→ Exercise description
In the entries that follow, the lines from the one with "active.update(txn).await?;" through the one with "from every other." are the ones to write out, exactly and with both ends included. Nothing else should appear.

[Records supplied]

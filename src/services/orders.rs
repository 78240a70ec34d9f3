use crate::{
    db::{with_transaction, DbPool},
    entities::{menu_item, order, order_item, OrderStatus},
    errors::ServiceError,
    money,
};
use chrono::{DateTime, Utc};
use rust_decimal::Decimal;
use sea_orm::{
    ActiveModelTrait, ColumnTrait, ConnectionTrait, EntityTrait, QueryFilter, QueryOrder, Set,
};
use serde::{Deserialize, Serialize};
use std::sync::Arc;
use tracing::{error, info, instrument, warn};
use utoipa::ToSchema;

/// Longest customer name the orders table holds.
pub const MAX_CUSTOMER_NAME_LEN: usize = 255;

/// The complete desired contents of an order.
///
/// Missing fields deserialize as empty so they are reported as validation
/// errors rather than body rejections.
#[derive(Debug, Clone, Serialize, Deserialize, ToSchema)]
#[serde(rename_all = "camelCase")]
pub struct Cart {
    #[serde(default)]
    #[schema(example = "Asha")]
    pub customer_name: String,
    #[serde(default)]
    pub items: Vec<CartLine>,
}

#[derive(Debug, Clone, Copy, Serialize, Deserialize, ToSchema)]
#[serde(rename_all = "camelCase")]
pub struct CartLine {
    pub menu_item_id: i32,
    #[schema(minimum = 1)]
    pub quantity: i32,
}

impl Cart {
    /// Store-independent checks, run before any transaction is opened.
    pub fn validate(&self) -> Result<(), ServiceError> {
        if self.items.is_empty() {
            return Err(ServiceError::ValidationError(
                "Please select at least one item".to_string(),
            ));
        }
        let name = self.customer_name.trim();
        if name.is_empty() {
            return Err(ServiceError::ValidationError(
                "Customer name is required".to_string(),
            ));
        }
        if name.chars().count() > MAX_CUSTOMER_NAME_LEN {
            return Err(ServiceError::ValidationError(format!(
                "Customer name must be at most {} characters",
                MAX_CUSTOMER_NAME_LEN
            )));
        }
        if let Some(line) = self.items.iter().find(|line| line.quantity < 1) {
            return Err(ServiceError::ValidationError(format!(
                "Quantity for menu item {} must be at least 1",
                line.menu_item_id
            )));
        }
        Ok(())
    }
}

/// An order row as exposed over the API.
#[derive(Debug, Clone, PartialEq, Serialize, Deserialize, ToSchema)]
pub struct OrderRecord {
    pub id: i32,
    pub customer_name: String,
    #[schema(value_type = String, example = "100.00")]
    pub total_amount: Decimal,
    pub order_date: DateTime<Utc>,
    pub status: OrderStatus,
}

impl From<order::Model> for OrderRecord {
    fn from(model: order::Model) -> Self {
        Self {
            id: model.id,
            customer_name: model.customer_name,
            total_amount: money::to_money(model.total_amount),
            order_date: model.order_date,
            status: model.status,
        }
    }
}

#[derive(Debug, Clone, PartialEq, Serialize, Deserialize, ToSchema)]
pub struct ReceiptLine {
    pub menu_item_id: i32,
    pub item_name: String,
    pub quantity: i32,
    #[schema(value_type = String, example = "50.00")]
    pub price_at_order: Decimal,
}

/// An order together with its resolved items.
#[derive(Debug, Clone, PartialEq, Serialize, Deserialize, ToSchema)]
pub struct OrderReceipt {
    #[serde(flatten)]
    pub order: OrderRecord,
    pub items: Vec<ReceiptLine>,
}

/// A cart line with its price frozen at transaction time.
#[derive(Debug, Clone, Copy)]
struct PricedLine {
    menu_item_id: i32,
    quantity: i32,
    unit_price: Decimal,
}

/// Service for placing, replacing and tracking canteen orders.
#[derive(Clone)]
pub struct OrderService {
    db_pool: Arc<DbPool>,
}

impl OrderService {
    pub fn new(db_pool: Arc<DbPool>) -> Self {
        Self { db_pool }
    }

    /// Atomically turns a cart into an order and its items.
    #[instrument(skip(self, cart), fields(customer_name = %cart.customer_name, item_count = cart.items.len()))]
    pub async fn place_order(&self, cart: Cart) -> Result<OrderReceipt, ServiceError> {
        cart.validate()?;

        let order_id = with_transaction(&self.db_pool, move |txn| {
            Box::pin(async move {
                let lines = resolve_cart(txn, &cart.items).await?;
                let total = order_total(&lines)?;

                let order = order::ActiveModel {
                    customer_name: Set(cart.customer_name.trim().to_string()),
                    total_amount: Set(total),
                    order_date: Set(Utc::now()),
                    status: Set(OrderStatus::Pending),
                    ..Default::default()
                }
                .insert(txn)
                .await?;

                insert_lines(txn, order.id, &lines).await?;
                Ok(order.id)
            })
        })
        .await?;

        info!(order_id, "Order placed");
        self.get_order(order_id).await
    }

    /// Replaces the customer name and entire item set of an existing order.
    ///
    /// Item deletion, re-resolution, the order row update and re-insertion
    /// share one transaction. Status is left as it is.
    #[instrument(skip(self, cart), fields(item_count = cart.items.len()))]
    pub async fn set_order_contents(
        &self,
        order_id: i32,
        cart: Cart,
    ) -> Result<OrderReceipt, ServiceError> {
        cart.validate()?;

        with_transaction(&self.db_pool, move |txn| {
            Box::pin(async move {
                let existing = order::Entity::find_by_id(order_id)
                    .one(txn)
                    .await?
                    .ok_or_else(ServiceError::order_not_found)?;

                order_item::Entity::delete_many()
                    .filter(order_item::Column::OrderId.eq(order_id))
                    .exec(txn)
                    .await?;

                let lines = resolve_cart(txn, &cart.items).await?;
                let total = order_total(&lines)?;

                let mut active: order::ActiveModel = existing.into();
                active.customer_name = Set(cart.customer_name.trim().to_string());
                active.total_amount = Set(total);
                active.order_date = Set(Utc::now());
                active.update(txn).await?;

                insert_lines(txn, order_id, &lines).await
            })
        })
        .await?;

        info!(order_id, "Order contents replaced");
        self.get_order(order_id).await
    }

    /// Reads an order and its items.
    #[instrument(skip(self))]
    pub async fn get_order(&self, order_id: i32) -> Result<OrderReceipt, ServiceError> {
        let db = &*self.db_pool;
        let order = order::Entity::find_by_id(order_id)
            .one(db)
            .await
            .map_err(|e| {
                error!(order_id, error = %e, "Failed to load order");
                ServiceError::DatabaseError(e)
            })?
            .ok_or_else(ServiceError::order_not_found)?;

        let items = load_receipt_lines(db, order_id).await?;
        Ok(OrderReceipt {
            order: order.into(),
            items,
        })
    }

    /// Sets the status of an order. Every status is reachable from every other.
    #[instrument(skip(self), fields(status = %status))]
    pub async fn update_order_status(
        &self,
        order_id: i32,
        status: OrderStatus,
    ) -> Result<OrderRecord, ServiceError> {
        let db = &*self.db_pool;
        let existing = order::Entity::find_by_id(order_id)
            .one(db)
            .await?
            .ok_or_else(ServiceError::order_not_found)?;

        let mut active: order::ActiveModel = existing.into();
        active.status = Set(status);
        let updated = active.update(db).await.map_err(|e| {
            error!(order_id, error = %e, "Failed to update order status");
            ServiceError::DatabaseError(e)
        })?;

        info!(order_id, status = %status, "Order status updated");
        Ok(updated.into())
    }

    /// All orders, newest first.
    #[instrument(skip(self))]
    pub async fn list_orders(&self) -> Result<Vec<OrderRecord>, ServiceError> {
        let orders = order::Entity::find()
            .order_by_desc(order::Column::OrderDate)
            .order_by_desc(order::Column::Id)
            .all(&*self.db_pool)
            .await?;
        Ok(orders.into_iter().map(OrderRecord::from).collect())
    }
}

/// Total of the priced lines; rejected when the money column cannot hold it.
fn order_total(lines: &[PricedLine]) -> Result<Decimal, ServiceError> {
    let total = money::total(lines.iter().map(|l| (l.unit_price, l.quantity)));
    if !money::is_storable(total) {
        return Err(ServiceError::ValidationError(format!(
            "Order total {} exceeds the maximum of {}",
            total,
            money::MAX_AMOUNT
        )));
    }
    Ok(total)
}

/// Looks up every cart line and freezes its current unit price.
async fn resolve_cart<C>(conn: &C, items: &[CartLine]) -> Result<Vec<PricedLine>, ServiceError>
where
    C: ConnectionTrait,
{
    let mut lines = Vec::with_capacity(items.len());
    for item in items {
        let menu_item = menu_item::Entity::find_by_id(item.menu_item_id)
            .one(conn)
            .await?
            .ok_or_else(|| ServiceError::menu_item_not_found(item.menu_item_id))?;

        lines.push(PricedLine {
            menu_item_id: menu_item.id,
            quantity: item.quantity,
            unit_price: money::to_money(menu_item.price),
        });
    }
    Ok(lines)
}

async fn insert_lines<C>(conn: &C, order_id: i32, lines: &[PricedLine]) -> Result<(), ServiceError>
where
    C: ConnectionTrait,
{
    let rows = lines.iter().map(|line| order_item::ActiveModel {
        order_id: Set(order_id),
        menu_item_id: Set(line.menu_item_id),
        quantity: Set(line.quantity),
        price_at_order: Set(line.unit_price),
        ..Default::default()
    });

    order_item::Entity::insert_many(rows)
        .exec_without_returning(conn)
        .await?;
    Ok(())
}

async fn load_receipt_lines<C>(conn: &C, order_id: i32) -> Result<Vec<ReceiptLine>, ServiceError>
where
    C: ConnectionTrait,
{
    let rows = order_item::Entity::find()
        .filter(order_item::Column::OrderId.eq(order_id))
        .order_by_asc(order_item::Column::Id)
        .find_also_related(menu_item::Entity)
        .all(conn)
        .await?;

    Ok(rows
        .into_iter()
        .filter_map(|(item, menu)| match menu {
            Some(menu) => Some(receipt_line(item, menu)),
            None => {
                warn!(
                    order_id,
                    menu_item_id = item.menu_item_id,
                    "Order item references a missing menu item; omitted from receipt"
                );
                None
            }
        })
        .collect())
}

fn receipt_line(item: order_item::Model, menu: menu_item::Model) -> ReceiptLine {
    ReceiptLine {
        menu_item_id: item.menu_item_id,
        item_name: menu.name,
        quantity: item.quantity,
        price_at_order: money::to_money(item.price_at_order),
    }
}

[/Records supplied]

→ Solution for this problem
                active.update(txn).await?;

                insert_lines(txn, order_id, &lines).await
            })
        })
        .await?;

        info!(order_id, "Order contents replaced");
        self.get_order(order_id).await
    }

    /// Reads an order and its items.
    #[instrument(skip(self))]
    pub async fn get_order(&self, order_id: i32) -> Result<OrderReceipt, ServiceError> {
        let db = &*self.db_pool;
        let order = order::Entity::find_by_id(order_id)
            .one(db)
            .await
            .map_err(|e| {
                error!(order_id, error = %e, "Failed to load order");
                ServiceError::DatabaseError(e)
            })?
            .ok_or_else(ServiceError::order_not_found)?;

        let items = load_receipt_lines(db, order_id).await?;
        Ok(OrderReceipt {
            order: order.into(),
            items,
        })
    }

    /// Sets the status of an order. Every status is reachable from every other.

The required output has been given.